(BFI) – Former des professionnels de santé compétents reste un pilier de la sécurité sanitaire. Au Cameroun, cette mission repose en grande partie sur les écoles de formation des personnels sanitaires sous tutelle du ministère de la Santé publique (Minsanté). Mais sur le terrain, le diagnostic est jugé préoccupant : infrastructures vieillissantes, équipements insuffisants et capacité d’accueil dépassée par la hausse des effectifs.
Dans plusieurs établissements, les salles de cours sont surchargées, les laboratoires peu ou pas fonctionnels, les bibliothèques inexistantes et les espaces pratiques inadaptés aux exigences actuelles de la formation médicale et paramédicale. Certains bâtiments, construits il y a plusieurs décennies, n’ont jamais fait l’objet de véritables travaux de réhabilitation, alors même que les effectifs d’apprenants augmentent chaque année.
Une réponse structurée avec l’appui de la Banque mondiale
Face à ces contraintes, le gouvernement engage une réponse dite structurelle, avec l’appui de la Banque mondiale via le Projet de sécurité sanitaire (HeSP). Ce programme vise à renforcer la surveillance des épidémies, améliorer la capacité de réaction aux urgences sanitaires et moderniser les infrastructures de santé.
Dans cette dynamique, un avis de sollicitation à manifestation d’intérêt a été lancé en janvier 2026 pour recruter un cabinet ou bureau d’études techniques chargé de conduire des études de réhabilitation, de rénovation et d’extension des écoles de formation sanitaire. L’objectif est d’établir un diagnostic précis de l’état des bâtiments et d’identifier les besoins en salles de classe, laboratoires, équipements biomédicaux, bibliothèques, logements et espaces administratifs, puis de proposer des solutions conformes aux normes pédagogiques modernes.
Douze écoles ciblées, cinq en priorité
Selon le document signé par le coordonnateur général du Programme d’appui à la réforme de l’éducation au Cameroun (Parec), Ambroise Owotsogo Onguene, et publié le 22 janvier 2026 dans le quotidien public Cameroon Tribune, douze écoles feront l’objet d’études d’avant-projet sommaire (APS) et détaillé (APD). Elles sont situées à Yaoundé (4), Douala (3), Garoua (1), Bafoussam (2) et Limbe (2).

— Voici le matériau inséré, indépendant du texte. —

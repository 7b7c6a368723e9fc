// Sensor Events Plot - Step-chart rendering
// Copyright (c) 2025 David Martin Venti
//
// Dual-licensed under AGPL-3.0 and Commercial License.
// See LICENSE file for details.

//! Configuration types for plot rendering

/// Figure configuration
#[derive(Debug, Clone, PartialEq)]
pub struct PlotConfig {
    /// Figure width in pixels (default: 1500)
    pub width: u32,

    /// Figure height in pixels (default: 800)
    pub height: u32,

    /// Chart caption
    pub title: String,

    /// X axis description
    pub x_label: String,

    /// Y axis description
    pub y_label: String,

    /// Hours between x-axis ticks
    pub tick_interval_hours: u32,

    /// Padding above 1 and below 0 on the y axis
    pub y_padding: f64,

    /// Stroke width of each series
    pub line_width: u32,
}

impl Default for PlotConfig {
    fn default() -> Self {
        Self {
            width: 1500,
            height: 800,
            title: "Sensor States Over Time".to_string(),
            x_label: "Hour of Day".to_string(),
            y_label: "State (0=OFF, 1=ON)".to_string(),
            tick_interval_hours: 2,
            y_padding: 0.1,
            line_width: 2,
        }
    }
}

impl PlotConfig {
    /// Create a configuration with custom figure size
    pub fn with_size(width: u32, height: u32) -> Self {
        Self {
            width,
            height,
            ..Default::default()
        }
    }

    /// Set the caption
    pub fn title(mut self, title: impl Into<String>) -> Self {
        self.title = title.into();
        self
    }

    /// Set the tick interval
    pub fn tick_interval_hours(mut self, hours: u32) -> Self {
        self.tick_interval_hours = hours;
        self
    }

    /// Y axis bounds
    pub fn y_range(&self) -> (f64, f64) {
        (-self.y_padding, 1.0 + self.y_padding)
    }
}

#[cfg(test)]
mod tests {
    use super::*;

    #[test]
    fn test_plot_config_default() {
        let config = PlotConfig::default();
        assert_eq!((config.width, config.height), (1500, 800));
        assert_eq!(config.tick_interval_hours, 2);
        assert_eq!(config.line_width, 2);
        assert_eq!(config.title, "Sensor States Over Time");
    }

    #[test]
    fn test_plot_config_with_size() {
        let config = PlotConfig::with_size(640, 480).title("Line 4");
        assert_eq!(config.width, 640);
        assert_eq!(config.title, "Line 4");
        assert_eq!(config.x_label, "Hour of Day");
    }
}
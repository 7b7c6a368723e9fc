// Sensor Events Plot - Step-chart rendering
// Copyright (c) 2025 David Martin Venti
//
// Dual-licensed under AGPL-3.0 and Commercial License.
// See LICENSE file for details.

//! Per-sensor step series.

use chrono::NaiveDateTime;
use sensor_events::EventTable;

/// Readings of one sensor, ready to be drawn as a step line.
#[derive(Debug, Clone, PartialEq)]
pub struct StepSeries {
    pub sensor_id: u32,
    /// `(timestamp, value)` in timestamp order.
    pub points: Vec<(NaiveDateTime, u8)>,
}

impl StepSeries {
    /// One series per distinct sensor, in order of first appearance.
    pub fn from_table(table: &EventTable) -> Vec<StepSeries> {
        table
            .sensor_ids()
            .into_iter()
            .map(|sensor_id| {
                let points = table
                    .sensor_readings(sensor_id)
                    .iter()
                    .map(|r| (r.timestamp, r.sensor_value))
                    .collect();
                StepSeries { sensor_id, points }
            })
            .collect()
    }

    /// Legend label.
    pub fn label(&self) -> String {
        format!("Sensor {}", self.sensor_id)
    }

    /// Vertices of a "post" step path with x in seconds since `origin`.
    ///
    /// Each value holds from its own timestamp until the next one.
    pub fn step_points(&self, origin: NaiveDateTime) -> Vec<(f64, f64)> {
        let x = |t: NaiveDateTime| (t - origin).num_seconds() as f64;

        let mut out = Vec::with_capacity(self.points.len() * 2);
        let mut prev: Option<u8> = None;
        for &(t, v) in &self.points {
            if let Some(p) = prev {
                out.push((x(t), f64::from(p)));
            }
            out.push((x(t), f64::from(v)));
            prev = Some(v);
        }
        out
    }
}
// Sensor Events - Binary sensor-event dataset generator
// Copyright (c) 2025 David Martin Venti
//
// Dual-licensed under AGPL-3.0 and Commercial License.
// See LICENSE file for details.

//! # Sensor Events
//!
//! Synthetic binary sensor-event datasets.
//!
//! Every simulated sensor reports a 0/1 state on a fixed-step time grid.
//! A random number of "events" per sensor force contiguous stretches of the
//! grid to 1. The merged table is sorted by `(timestamp, sensor_id)` and
//! exported as CSV with header `timestamp,sensor_id,sensor_value`.
//!
//! ## Quick Start
//!
//! ```rust,no_run
//! use sensor_events::{generate_to_file, GeneratorConfig, GenerationManifest};
//!
//! // 24 hours, 3 sensors, 5 second samples
//! let config = GeneratorConfig::new()
//!     .with_sensors(3)
//!     .with_seed(42)
//!     .with_output_file("sensor_data_continuous.csv");
//!
//! let generation = generate_to_file(&config).unwrap();
//! GenerationManifest::from_generation(&generation, &config.output_file)
//!     .to_json_file("sensor_data_continuous.manifest.json")
//!     .unwrap();
//! ```
//!
//! ## Modules
//!
//! - [`config`]: Generator configuration and validation
//! - [`timeline`]: Timestamp grids and per-sensor timelines
//! - [`generator`]: Random event placement
//! - [`dataset`]: Event table and CSV I/O
//! - [`manifest`]: JSON description of a generated file

pub mod config;
pub mod dataset;
pub mod error;
pub mod generator;
pub mod manifest;
pub mod timeline;

// Re-exports for convenience
pub use config::{GeneratorConfig, OversizePolicy, DEFAULT_OUTPUT_FILE};
pub use dataset::{ActivityStats, EventTable, Reading};
pub use error::{DatasetError, GeneratorError, Result};
pub use generator::{
    generate, generate_sensor_timeline, generate_to_file, Generation, GenerationReport,
    SensorReport,
};
pub use manifest::{EventManifest, GenerationManifest, SensorEventManifest};
pub use timeline::{timestamp_grid, EventSpan, SensorTimeline};

/// Library version.
pub const VERSION: &str = env!("CARGO_PKG_VERSION");

#[cfg(test)]
mod tests {
    use super::*;

    #[test]
    fn test_version() {
        assert!(!VERSION.is_empty());
    }
}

Parmi ces établissements, cinq présentant « un état de dégradation avancé » seront ciblés en priorité pour les premières interventions. Le document ne précise pas, à ce stade, la liste des cinq écoles prioritaires.
Objectif : remettre la pratique et les standards au centre
L’enjeu est de créer un environnement d’apprentissage fonctionnel et conforme aux standards internationaux, afin que les futurs infirmiers, aides-soignants, techniciens médico-sanitaires et autres agents de santé se forment dans de meilleures conditions, y compris sur le plan pratique.
« Ce projet constitue une étape cruciale pour l’opérationnalisation des investissements prévus dans le cadre du projet HeSP et permettra à terme d’améliorer durablement la qualité de l’enseignement et de la formation sanitaire au Cameroun », souligne le document.